RX-Af01 augments the efficacy of immunotherapy against solid tumors (PRJCA028809)

The emergence of immunotherapy has revolutionized cancer therapy. However, immunotherapeutic resistance remains a major obstacle for broader clinical application. Recent studies highlight that gut microbiota can enhance immunotherapy efficacy by modulating various aspects of the anti-tumor immune response. In our investigation, we identify that Alistipes finegoldii (A. finegoldii) is associated with superior immunotherapy efficacy in multiple cohorts. Subsequent in vitro and in vivo experiments reveal that A. finegoldii enhances CD8+ T cell chemotaxis via the CXCL16-CXCR6 axis, thereby potentiating the efficacy of immunotherapy.
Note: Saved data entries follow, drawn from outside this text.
//! Overlap scans against existing bookings.
//!
//! PT sessions are checked per subject (member, trainer, room) on the session's
//! date; group classes are checked per room on their timestamp spans. Both use
//! the half-open rule, so back-to-back bookings never conflict.

use rusqlite::Connection;

use crate::db::queries;
use crate::errors::Subject;
use crate::models::{GroupClass, PtSession, Span, TimeWindow};

fn subject_id_of(session: &PtSession, subject: Subject) -> i64 {
    match subject {
        Subject::Member => session.member_id,
        Subject::Trainer => session.trainer_id,
        Subject::Room => session.room_id,
    }
}

/// First active session for `subject_id` that overlaps `window`.
pub fn find_conflict<'a>(
    existing: &'a [PtSession],
    subject: Subject,
    subject_id: i64,
    window: &TimeWindow,
) -> Option<&'a PtSession> {
    existing
        .iter()
        .filter(|s| s.is_active() && subject_id_of(s, subject) == subject_id)
        .find(|s| s.window().is_ok_and(|w| w.overlaps(window)))
}

/// Load the subject's sessions for the window's date and scan them.
/// Recurring windows have no date to query, so they never conflict here.
pub fn detect(
    conn: &Connection,
    subject: Subject,
    subject_id: i64,
    window: &TimeWindow,
) -> rusqlite::Result<Option<PtSession>> {
    let Some(date) = window.date() else {
        return Ok(None);
    };
    let sessions = queries::sessions_by_date_and_subject(conn, subject, subject_id, &date)?;
    Ok(find_conflict(&sessions, subject, subject_id, window).cloned())
}

pub fn find_class_conflict<'a>(existing: &'a [GroupClass], span: &Span) -> Option<&'a GroupClass> {
    existing
        .iter()
        .find(|c| c.span().is_ok_and(|s| s.overlaps(span)))
}
use chrono::{NaiveDate, NaiveTime};
use serde::Serialize;

use super::time_window::{TimeWindow, WindowError};

/// A personal-training session between one member and one trainer in one room.
#[derive(Debug, Clone, Serialize, PartialEq)]
pub struct PtSession {
    pub id: i64,
    pub member_id: i64,
    pub trainer_id: i64,
    pub room_id: i64,
    pub date: NaiveDate,
    pub start: NaiveTime,
    pub end: NaiveTime,
    pub status: SessionStatus,
    pub notes: Option<String>,
}

impl PtSession {
    pub fn window(&self) -> Result<TimeWindow, WindowError> {
        TimeWindow::on_date(self.date, self.start, self.end)
    }

    pub fn is_active(&self) -> bool {
        self.status != SessionStatus::Cancelled
    }
}

#[derive(Debug, Clone, Copy, Serialize, PartialEq, Eq)]
#[serde(rename_all = "lowercase")]
pub enum SessionStatus {
    Scheduled,
    Completed,
    Cancelled,
}

impl SessionStatus {
    pub fn as_str(&self) -> &'static str {
        match self {
            SessionStatus::Scheduled => "scheduled",
            SessionStatus::Completed => "completed",
            SessionStatus::Cancelled => "cancelled",
        }
    }

    pub fn parse(s: &str) -> Self {
        match s.to_lowercase().as_str() {
            "completed" => SessionStatus::Completed,
            "cancelled" => SessionStatus::Cancelled,
            _ => SessionStatus::Scheduled,
        }
    }
}
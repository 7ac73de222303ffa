use chrono::{NaiveDate, NaiveTime};
use rusqlite::{Connection, TransactionBehavior};

use crate::db::queries;
use crate::errors::{AvailabilityError, EntityKind};
use crate::models::{Availability, AvailabilityKind, TimeWindow};

/// The first entry whose window fully contains `requested`. Single-date and
/// recurring entries are searched alike; covering does not depend on the source.
pub fn covering_entry<'a>(entries: &'a [Availability], requested: &TimeWindow) -> Option<&'a Availability> {
    entries
        .iter()
        .find(|a| a.window().is_ok_and(|w| w.covers(requested)))
}

/// Whether the trainer declared availability covering `[start, end)` on `date`.
/// A trainer with no entries is never available.
pub fn is_available(
    conn: &Connection,
    trainer_id: i64,
    date: NaiveDate,
    start: NaiveTime,
    end: NaiveTime,
) -> rusqlite::Result<bool> {
    let Ok(requested) = TimeWindow::on_date(date, start, end) else {
        return Ok(false);
    };
    let entries = queries::list_availability(conn, trainer_id)?;
    Ok(covering_entry(&entries, &requested).is_some())
}

/// Declare a new availability block, rejecting any overlap with an existing
/// entry for the same weekday (recurring) or the same date (single-date).
pub fn set_availability(
    conn: &mut Connection,
    trainer_id: i64,
    start: NaiveTime,
    end: NaiveTime,
    kind: AvailabilityKind,
) -> Result<Availability, AvailabilityError> {
    let window = TimeWindow::new(kind.day(), start, end)?;

    let tx = conn.transaction_with_behavior(TransactionBehavior::Immediate)?;

    if queries::get_trainer(&tx, trainer_id)?.is_none() {
        return Err(AvailabilityError::NotFound {
            kind: EntityKind::Trainer,
            id: trainer_id,
        });
    }

    let existing = queries::list_availability(&tx, trainer_id)?;
    let clash = existing
        .iter()
        .filter(|a| a.kind == kind)
        .find(|a| a.window().is_ok_and(|w| w.overlaps(&window)));
    if let Some(clash) = clash {
        tracing::debug!(trainer_id, existing = clash.id, "availability overlaps existing entry");
        return Err(AvailabilityError::Overlap {
            existing_window: clash
                .window()
                .map(|w| w.to_string())
                .unwrap_or_default(),
            existing: Box::new(clash.clone()),
        });
    }

    let entry = queries::insert_availability(&tx, trainer_id, &kind, &window.start, &window.end)?;
    tx.commit()?;

    tracing::info!(trainer_id, availability_id = entry.id, window = %window, "availability set");
    Ok(entry)
}

#[cfg(test)]
mod tests {
    use super::*;
    use crate::db;
    use crate::models::NewUser;
    use chrono::Weekday;

    fn setup_db() -> Connection {
        db::init_db(":memory:", db::DEFAULT_BUSY_TIMEOUT_MS).unwrap()
    }

    fn t(s: &str) -> NaiveTime {
        NaiveTime::parse_from_str(s, "%H:%M").unwrap()
    }

    fn d(s: &str) -> NaiveDate {
        NaiveDate::parse_from_str(s, "%Y-%m-%d").unwrap()
    }

    fn add_trainer(conn: &Connection) -> i64 {
        queries::insert_trainer(
            conn,
            &NewUser {
                first_name: "Zack".to_string(),
                last_name: "Nguyen".to_string(),
                email: "zack@gym.com".to_string(),
            },
        )
        .unwrap()
        .id
    }

    const MONDAY: AvailabilityKind = AvailabilityKind::Recurring(Weekday::Mon);

    #[test]
    fn test_no_entries_is_never_available() {
        let conn = setup_db();
        let trainer = add_trainer(&conn);
        assert!(!is_available(&conn, trainer, d("2025-06-16"), t("09:00"), t("10:00")).unwrap());
    }

    #[test]
    fn test_recurring_entry_covers_request() {
        let mut conn = setup_db();
        let trainer = add_trainer(&conn);
        set_availability(&mut conn, trainer, t("08:00"), t("12:00"), MONDAY).unwrap();

        // 2025-06-16 is a Monday
        assert!(is_available(&conn, trainer, d("2025-06-16"), t("09:00"), t("10:00")).unwrap());
        assert!(is_available(&conn, trainer, d("2025-06-16"), t("08:00"), t("12:00")).unwrap());
        // overlapping but not covered
        assert!(!is_available(&conn, trainer, d("2025-06-16"), t("07:00"), t("09:30")).unwrap());
        assert!(!is_available(&conn, trainer, d("2025-06-16"), t("11:30"), t("12:30")).unwrap());
        // Tuesday
        assert!(!is_available(&conn, trainer, d("2025-06-17"), t("09:00"), t("10:00")).unwrap());
    }

    #[test]
    fn test_single_date_entry_covers_only_that_date() {
        let mut conn = setup_db();
        let trainer = add_trainer(&conn);
        let kind = AvailabilityKind::SingleDate(d("2025-06-18"));
        set_availability(&mut conn, trainer, t("13:00"), t("17:00"), kind).unwrap();

        assert!(is_available(&conn, trainer, d("2025-06-18"), t("14:00"), t("15:00")).unwrap());
        assert!(!is_available(&conn, trainer, d("2025-06-25"), t("14:00"), t("15:00")).unwrap());
    }

    #[test]
    fn test_request_must_fit_inside_one_entry() {
        let mut conn = setup_db();
        let trainer = add_trainer(&conn);
        set_availability(&mut conn, trainer, t("08:00"), t("10:00"), MONDAY).unwrap();
        set_availability(&mut conn, trainer, t("10:00"), t("12:00"), MONDAY).unwrap();

        // straddles two adjacent blocks; neither covers it alone
        assert!(!is_available(&conn, trainer, d("2025-06-16"), t("09:30"), t("10:30")).unwrap());
    }

    #[test]
    fn test_inverted_request_is_not_available() {
        let mut conn = setup_db();
        let trainer = add_trainer(&conn);
        set_availability(&mut conn, trainer, t("08:00"), t("12:00"), MONDAY).unwrap();
        assert!(!is_available(&conn, trainer, d("2025-06-16"), t("10:00"), t("09:00")).unwrap());
    }

    #[test]
    fn test_overlapping_recurring_entry_rejected() {
        let mut conn = setup_db();
        let trainer = add_trainer(&conn);
        let first = set_availability(&mut conn, trainer, t("08:00"), t("12:00"), MONDAY).unwrap();

        let err = set_availability(&mut conn, trainer, t("10:00"), t("14:00"), MONDAY).unwrap_err();
        match err {
            AvailabilityError::Overlap { existing, .. } => assert_eq!(existing.id, first.id),
            other => panic!("expected overlap, got {other:?}"),
        }

        // touching is fine
        assert!(set_availability(&mut conn, trainer, t("12:00"), t("14:00"), MONDAY).is_ok());
        assert_eq!(queries::list_availability(&conn, trainer).unwrap().len(), 2);
    }

    #[test]
    fn test_different_weekday_or_kind_does_not_clash() {
        let mut conn = setup_db();
        let trainer = add_trainer(&conn);
        set_availability(&mut conn, trainer, t("08:00"), t("12:00"), MONDAY).unwrap();

        let tuesday = AvailabilityKind::Recurring(Weekday::Tue);
        assert!(set_availability(&mut conn, trainer, t("08:00"), t("12:00"), tuesday).is_ok());

        // a Monday date supplements the recurring Monday entry
        let monday_date = AvailabilityKind::SingleDate(d("2025-06-16"));
        assert!(set_availability(&mut conn, trainer, t("09:00"), t("13:00"), monday_date).is_ok());
    }

    #[test]
    fn test_overlapping_single_date_entry_rejected() {
        let mut conn = setup_db();
        let trainer = add_trainer(&conn);
        let kind = AvailabilityKind::SingleDate(d("2025-06-18"));
        set_availability(&mut conn, trainer, t("13:00"), t("17:00"), kind).unwrap();

        let err = set_availability(&mut conn, trainer, t("16:00"), t("18:00"), kind).unwrap_err();
        assert!(matches!(err, AvailabilityError::Overlap { .. }));
    }

    #[test]
    fn test_unknown_trainer() {
        let mut conn = setup_db();
        let err = set_availability(&mut conn, 99, t("08:00"), t("12:00"), MONDAY).unwrap_err();
        assert!(matches!(
            err,
            AvailabilityError::NotFound {
                kind: EntityKind::Trainer,
                id: 99
            }
        ));
    }

    #[test]
    fn test_invalid_window_rejected_before_lookup() {
        let mut conn = setup_db();
        let err = set_availability(&mut conn, 99, t("12:00"), t("08:00"), MONDAY).unwrap_err();
        assert!(matches!(err, AvailabilityError::InvalidWindow { .. }));
    }
}
use std::sync::Arc;

use axum::extract::{Path, State};
use axum::http::StatusCode;
use axum::Json;
use chrono::{NaiveDate, NaiveTime};
use serde::Deserialize;

use super::{user_insert_error, validate_user};
use crate::db::queries;
use crate::errors::{AppError, AvailabilityError};
use crate::models::{Availability, AvailabilityKind, NewUser, Trainer};
use crate::services::availability;
use crate::services::schedule::{self, TrainerSchedule};
use crate::state::AppState;

// POST /api/trainers
pub async fn create_trainer(
    State(state): State<Arc<AppState>>,
    Json(body): Json<NewUser>,
) -> Result<(StatusCode, Json<Trainer>), AppError> {
    validate_user(&body)?;
    let trainer = {
        let db = state.conn();
        queries::insert_trainer(&db, &body).map_err(user_insert_error)?
    };
    tracing::info!(trainer_id = trainer.id, "trainer created");
    Ok((StatusCode::CREATED, Json(trainer)))
}

#[derive(Deserialize)]
pub struct AvailabilityBody {
    pub start: NaiveTime,
    pub end: NaiveTime,
    pub is_recurring: bool,
    #[serde(default)]
    pub day_of_week: Option<String>,
    #[serde(default)]
    pub specific_date: Option<NaiveDate>,
}

// POST /api/trainers/:id/availability
pub async fn set_availability(
    State(state): State<Arc<AppState>>,
    Path(trainer_id): Path<i64>,
    Json(body): Json<AvailabilityBody>,
) -> Result<(StatusCode, Json<Availability>), AppError> {
    let kind = AvailabilityKind::from_parts(
        body.is_recurring,
        body.day_of_week.as_deref(),
        body.specific_date,
    )
    .map_err(AvailabilityError::from)?;

    let mut db = state.conn();
    let entry = availability::set_availability(&mut db, trainer_id, body.start, body.end, kind)?;
    Ok((StatusCode::CREATED, Json(entry)))
}

// GET /api/trainers/:id/schedule
pub async fn get_schedule(
    State(state): State<Arc<AppState>>,
    Path(trainer_id): Path<i64>,
) -> Result<Json<TrainerSchedule>, AppError> {
    let now = chrono::Local::now().naive_local();
    let db = state.conn();
    let view = schedule::trainer_schedule(&db, trainer_id, now.date(), now)?;
    Ok(Json(view))
}
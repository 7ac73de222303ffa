use chrono::{NaiveDate, NaiveDateTime, NaiveTime};
use rusqlite::{Connection, Transaction, TransactionBehavior};
use serde::Deserialize;

use crate::db::queries::{self, NewGroupClass, NewSession};
use crate::errors::{
    is_foreign_key_violation, BookingError, ConflictingBooking, EntityKind, Subject,
};
use crate::models::{GroupClass, PtSession, Room, Span, TimeWindow, Trainer};
use crate::services::{availability, conflict};

#[derive(Debug, Clone, Deserialize)]
pub struct SessionRequest {
    pub member_id: i64,
    pub trainer_id: i64,
    pub room_id: i64,
    pub date: NaiveDate,
    pub start: NaiveTime,
    pub end: NaiveTime,
    #[serde(default)]
    pub notes: Option<String>,
}

#[derive(Debug, Clone, Deserialize)]
pub struct ClassRequest {
    #[serde(default)]
    pub admin_id: Option<i64>,
    pub trainer_id: i64,
    pub room_id: i64,
    pub title: String,
    pub capacity: i64,
    pub schedule_time: NaiveDateTime,
    pub duration_minutes: i64,
    #[serde(default)]
    pub description: Option<String>,
}

fn require_trainer(tx: &Transaction, id: i64) -> Result<Trainer, BookingError> {
    queries::get_trainer(tx, id)?.ok_or(BookingError::NotFound {
        kind: EntityKind::Trainer,
        id,
    })
}

fn require_room(tx: &Transaction, id: i64) -> Result<Room, BookingError> {
    queries::get_room(tx, id)?.ok_or(BookingError::NotFound {
        kind: EntityKind::Room,
        id,
    })
}

fn ensure_free(
    tx: &Transaction,
    subject: Subject,
    subject_id: i64,
    window: &TimeWindow,
) -> Result<(), BookingError> {
    match conflict::detect(tx, subject, subject_id, window)? {
        Some(existing) => Err(BookingError::Conflict {
            subject,
            existing: Box::new(ConflictingBooking::Session(existing)),
        }),
        None => Ok(()),
    }
}

fn ensure_available(tx: &Transaction, trainer_id: i64, window: &TimeWindow) -> Result<(), BookingError> {
    let entries = queries::list_availability(tx, trainer_id)?;
    if availability::covering_entry(&entries, window).is_some() {
        return Ok(());
    }
    Err(BookingError::Unavailable {
        trainer_id,
        requested: *window,
        availability: entries,
    })
}

fn ensure_room_fits(room: &Room, capacity: i64) -> Result<(), BookingError> {
    if capacity > room.capacity {
        return Err(BookingError::CapacityExceeded {
            requested: capacity,
            max: room.capacity,
        });
    }
    Ok(())
}

fn ensure_room_clear(tx: &Transaction, room_id: i64, span: &Span) -> Result<(), BookingError> {
    let classes = queries::classes_in_room(tx, room_id)?;
    match conflict::find_class_conflict(&classes, span) {
        Some(existing) => Err(BookingError::Conflict {
            subject: Subject::Room,
            existing: Box::new(ConflictingBooking::Class(existing.clone())),
        }),
        None => Ok(()),
    }
}

/// Members are not looked up ahead of the insert; a foreign-key failure on an
/// id with no member row is reported as that member being missing.
fn session_insert_error(tx: &Transaction, member_id: i64, e: rusqlite::Error) -> BookingError {
    if is_foreign_key_violation(&e) {
        if let Ok(None) = queries::get_member(tx, member_id) {
            return BookingError::NotFound {
                kind: EntityKind::Member,
                id: member_id,
            };
        }
    }
    BookingError::from(e)
}

fn log_rejection(operation: &str, err: &BookingError) {
    match err {
        BookingError::TransientConflict(_) => tracing::warn!(operation, error = %err, "lost write race"),
        BookingError::Database(_) => {}
        _ => tracing::debug!(operation, error = %err, "rejected"),
    }
}

/// Book a PT session. Checks run in a fixed order and the first failure is
/// returned; the checks and the insert share one write transaction, so a
/// competing booking cannot land between them.
pub fn schedule_session(conn: &mut Connection, req: &SessionRequest) -> Result<PtSession, BookingError> {
    let result = try_schedule_session(conn, req);
    match &result {
        Ok(session) => tracing::info!(
            session_id = session.id,
            member_id = session.member_id,
            trainer_id = session.trainer_id,
            room_id = session.room_id,
            date = %session.date,
            "session scheduled"
        ),
        Err(e) => log_rejection("schedule_session", e),
    }
    result
}

fn try_schedule_session(conn: &mut Connection, req: &SessionRequest) -> Result<PtSession, BookingError> {
    let window = TimeWindow::on_date(req.date, req.start, req.end)?;

    let tx = conn.transaction_with_behavior(TransactionBehavior::Immediate)?;

    require_trainer(&tx, req.trainer_id)?;
    require_room(&tx, req.room_id)?;
    ensure_free(&tx, Subject::Member, req.member_id, &window)?;
    ensure_free(&tx, Subject::Trainer, req.trainer_id, &window)?;
    ensure_free(&tx, Subject::Room, req.room_id, &window)?;
    ensure_available(&tx, req.trainer_id, &window)?;

    let session = queries::insert_session(
        &tx,
        &NewSession {
            member_id: req.member_id,
            trainer_id: req.trainer_id,
            room_id: req.room_id,
            date: req.date,
            start: window.start,
            end: window.end,
            notes: req.notes.as_deref(),
        },
    )
    .map_err(|e| session_insert_error(&tx, req.member_id, e))?;
    tx.commit()?;
    Ok(session)
}

/// Create a group class in a room. Trainer availability is not consulted.
pub fn create_group_class(conn: &mut Connection, req: &ClassRequest) -> Result<GroupClass, BookingError> {
    let result = try_create_group_class(conn, req);
    match &result {
        Ok(class) => tracing::info!(
            class_id = class.id,
            trainer_id = class.trainer_id,
            room_id = class.room_id,
            capacity = class.capacity,
            "group class created"
        ),
        Err(e) => log_rejection("create_group_class", e),
    }
    result
}

fn try_create_group_class(conn: &mut Connection, req: &ClassRequest) -> Result<GroupClass, BookingError> {
    if req.capacity < 1 {
        return Err(BookingError::InvalidCapacity(req.capacity));
    }
    let span = Span::from_duration(req.schedule_time, req.duration_minutes)?;

    let tx = conn.transaction_with_behavior(TransactionBehavior::Immediate)?;

    require_trainer(&tx, req.trainer_id)?;
    let room = require_room(&tx, req.room_id)?;
    ensure_room_fits(&room, req.capacity)?;
    ensure_room_clear(&tx, room.id, &span)?;

    let class = queries::insert_group_class(
        &tx,
        &NewGroupClass {
            admin_id: req.admin_id,
            trainer_id: req.trainer_id,
            room_id: req.room_id,
            title: &req.title,
            description: req.description.as_deref(),
            schedule_time: span.start,
            duration_minutes: req.duration_minutes,
            capacity: req.capacity,
        },
    )?;
    tx.commit()?;
    Ok(class)
}
use axum::Json;
use serde_json::{json, Value};

pub async fn health() -> Json<Value> {
    Json(json!({ "status": "ok" }))
}
pub mod migrations;
pub mod queries;

use std::time::Duration;

use anyhow::Context;
use rusqlite::Connection;

pub const DEFAULT_BUSY_TIMEOUT_MS: u64 = 5_000;

pub fn init_db(path: &str, busy_timeout_ms: u64) -> anyhow::Result<Connection> {
    let conn = Connection::open(path).context("failed to open database")?;

    conn.execute_batch("PRAGMA journal_mode=WAL; PRAGMA foreign_keys=ON;")
        .context("failed to set database pragmas")?;

    conn.busy_timeout(Duration::from_millis(busy_timeout_ms))
        .context("failed to set busy timeout")?;

    migrations::run_migrations(&conn)?;

    Ok(conn)
}
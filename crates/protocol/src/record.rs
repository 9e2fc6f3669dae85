//! Domain record for one parsed input line

/// One device's installed-apps record
///
/// Built by [`parse_line`](crate::parse_line) from a single input line and
/// consumed exactly once by a writer worker. Immutable once constructed.
#[derive(Debug, Clone, PartialEq)]
pub struct AppsInstalled {
    /// Device type (e.g. "idfa", "gaid") - selects the target shard
    pub device_type: String,

    /// Opaque device identifier
    pub device_id: String,

    /// Latitude, `0.0` when the input coordinate was unparseable
    pub lat: f64,

    /// Longitude, `0.0` when the input coordinate was unparseable
    pub lon: f64,

    /// Installed application ids, in input order
    pub apps: Vec<u32>,
}

impl AppsInstalled {
    /// Cache key for this record: `"{device_type}:{device_id}"`
    pub fn cache_key(&self) -> String {
        format!("{}:{}", self.device_type, self.device_id)
    }
}
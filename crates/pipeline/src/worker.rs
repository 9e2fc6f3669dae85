//! Writer worker pool
//!
//! N workers drain one bounded MPMC task queue. Each task is one cache
//! write: acquire a pooled connection for the task's shard, serialize the
//! record, `set` with a bounded retry/backoff schedule, release the
//! connection whatever happened, tally the outcome.
//!
//! # Termination
//!
//! A worker exits when the queue stays empty for the poll timeout, or as
//! soon as the queue is closed and drained. The idle timeout is a
//! best-effort completion signal inherited from the original design, not
//! a barrier: under heavy load a slow worker pool can in principle go
//! idle before the parser has finished enqueuing, losing the tail of the
//! file. The parser observes this as a closed queue and logs it.

use std::sync::Arc;
use std::time::Duration;

use memload_client::{CacheStore, ConnectionProvider};
use memload_protocol::DeviceApps;
use tokio::sync::mpsc;
use tokio::task::JoinHandle;
use tokio::time;

use crate::metrics::PipelineMetrics;
use crate::stats::LoadStats;
use crate::task::WriteTask;

/// Retry and termination knobs for one worker pool
#[derive(Debug, Clone, Copy)]
pub struct WorkerConfig {
    /// Additional attempts after a failed write
    pub retries: u32,

    /// Base backoff in seconds; attempt N sleeps `backoff_factor * 2^N`
    pub backoff_factor: f64,

    /// How long a worker waits on an empty queue before exiting
    pub poll_timeout: Duration,
}

impl Default for WorkerConfig {
    fn default() -> Self {
        Self {
            retries: 1,
            backoff_factor: 1.0,
            poll_timeout: Duration::from_secs(1),
        }
    }
}

/// Pool of writer workers over one task queue
///
/// The provider is shared by all workers; connections are checked out per
/// task and always checked back in.
pub struct WriterPool<P> {
    config: WorkerConfig,
    provider: Arc<P>,
    metrics: Arc<PipelineMetrics>,
}

impl<P> WriterPool<P>
where
    P: ConnectionProvider + 'static,
{
    /// Create a pool sharing the given connection provider and metrics
    pub fn new(config: WorkerConfig, provider: Arc<P>, metrics: Arc<PipelineMetrics>) -> Self {
        Self {
            config,
            provider,
            metrics,
        }
    }

    /// Spawn `count` workers draining `task_rx`
    ///
    /// Each worker pushes its final `(processed, errors)` tally onto
    /// `result_tx` with a non-blocking send before exiting; a full result
    /// queue loses the tally and logs an error, nothing more.
    pub fn spawn(
        &self,
        count: usize,
        task_rx: crossfire::MAsyncRx<WriteTask>,
        result_tx: mpsc::Sender<LoadStats>,
    ) -> Vec<JoinHandle<()>> {
        let mut handles = Vec::with_capacity(count);

        for worker_id in 0..count {
            let config = self.config;
            let provider = Arc::clone(&self.provider);
            let metrics = Arc::clone(&self.metrics);
            let task_rx = task_rx.clone();
            let result_tx = result_tx.clone();

            handles.push(tokio::spawn(async move {
                run_worker(worker_id, config, provider, metrics, task_rx, result_tx).await;
            }));
        }

        handles
    }
}

/// One worker's drain loop
async fn run_worker<P>(
    worker_id: usize,
    config: WorkerConfig,
    provider: Arc<P>,
    metrics: Arc<PipelineMetrics>,
    task_rx: crossfire::MAsyncRx<WriteTask>,
    result_tx: mpsc::Sender<LoadStats>,
) where
    P: ConnectionProvider,
{
    tracing::debug!(worker_id, "writer worker starting");
    let mut stats = LoadStats::default();

    loop {
        match time::timeout(config.poll_timeout, task_rx.recv()).await {
            Ok(Ok(task)) => {
                if handle_task(&*provider, &config, &metrics, task).await {
                    stats.processed += 1;
                    metrics.record_write_ok();
                } else {
                    stats.errors += 1;
                    metrics.record_write_error();
                }
            }
            // Queue closed and drained: the parser is done.
            Ok(Err(_)) => break,
            // Queue empty for the whole poll timeout: assume completion.
            Err(_) => break,
        }
    }

    if result_tx.try_send(stats).is_err() {
        tracing::error!(worker_id, "result queue full, worker tally lost");
    }

    tracing::debug!(
        worker_id,
        processed = stats.processed,
        errors = stats.errors,
        "writer worker exiting"
    );
}

/// Process one task; returns true on success
async fn handle_task<P>(
    provider: &P,
    config: &WorkerConfig,
    metrics: &PipelineMetrics,
    task: WriteTask,
) -> bool
where
    P: ConnectionProvider,
{
    let key = task.record.cache_key();
    let payload = DeviceApps::from_record(&task.record).encode_to_bytes();

    if task.dry_run {
        tracing::debug!(
            addr = %task.addr,
            key = %key,
            lat = task.record.lat,
            lon = task.record.lon,
            apps = task.record.apps.len(),
            payload_bytes = payload.len(),
            "dry run, skipping write"
        );
        return true;
    }

    let mut conn = match provider.acquire(&task.addr).await {
        Ok(conn) => conn,
        Err(e) => {
            tracing::warn!(addr = %task.addr, error = %e, "cannot reach cache server");
            return false;
        }
    };

    let (ok, attempts) = write_with_retry(
        &mut conn,
        &key,
        &payload,
        config.retries,
        config.backoff_factor,
    )
    .await;

    // Back to the pool even after a failed write; only the logical
    // operation is retried, never the connection.
    provider.release(&task.addr, conn).await;

    if attempts > 1 {
        metrics.record_retries(u64::from(attempts) - 1);
    }

    ok
}

/// Attempt a `set` with bounded retries and exponential backoff
///
/// A `false` verdict and a transport error are the same failure signal.
/// Attempt N (zero-based) is followed by a `backoff_factor * 2^N` second
/// sleep when more attempts remain. Returns the final verdict and the
/// number of attempts made.
pub async fn write_with_retry<C>(
    conn: &mut C,
    key: &str,
    value: &[u8],
    retries: u32,
    backoff_factor: f64,
) -> (bool, u32)
where
    C: CacheStore + ?Sized,
{
    let mut attempts = 0;

    for attempt in 0..=retries {
        attempts += 1;
        match conn.set(key, value).await {
            Ok(true) => return (true, attempts),
            Ok(false) => {
                tracing::warn!(key = %key, attempt, "cache server refused write");
            }
            Err(e) => {
                tracing::warn!(key = %key, attempt, error = %e, "cache write failed");
            }
        }

        if attempt < retries {
            let delay = Duration::from_secs_f64(backoff_factor * f64::powi(2.0, attempt as i32));
            time::sleep(delay).await;
        }
    }

    (false, attempts)
}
Mechanistically, a lipoprotein derived from A. finegoldii (LIPOAF) activates the NF-?B signaling pathway to augment CXCL16 expression in CCR7+ conventional dendritic cells through binding with the TLR2 receptor. Released CXCL16 subsequently facilitates the recruitment of CXCR6+CD8+ T cells into the tumor microenvironment, effectively curbing tumor growth. Our findings suggest a promising approach to cancer treatment by combining A. finegoldii with immunotherapy in solid tumors.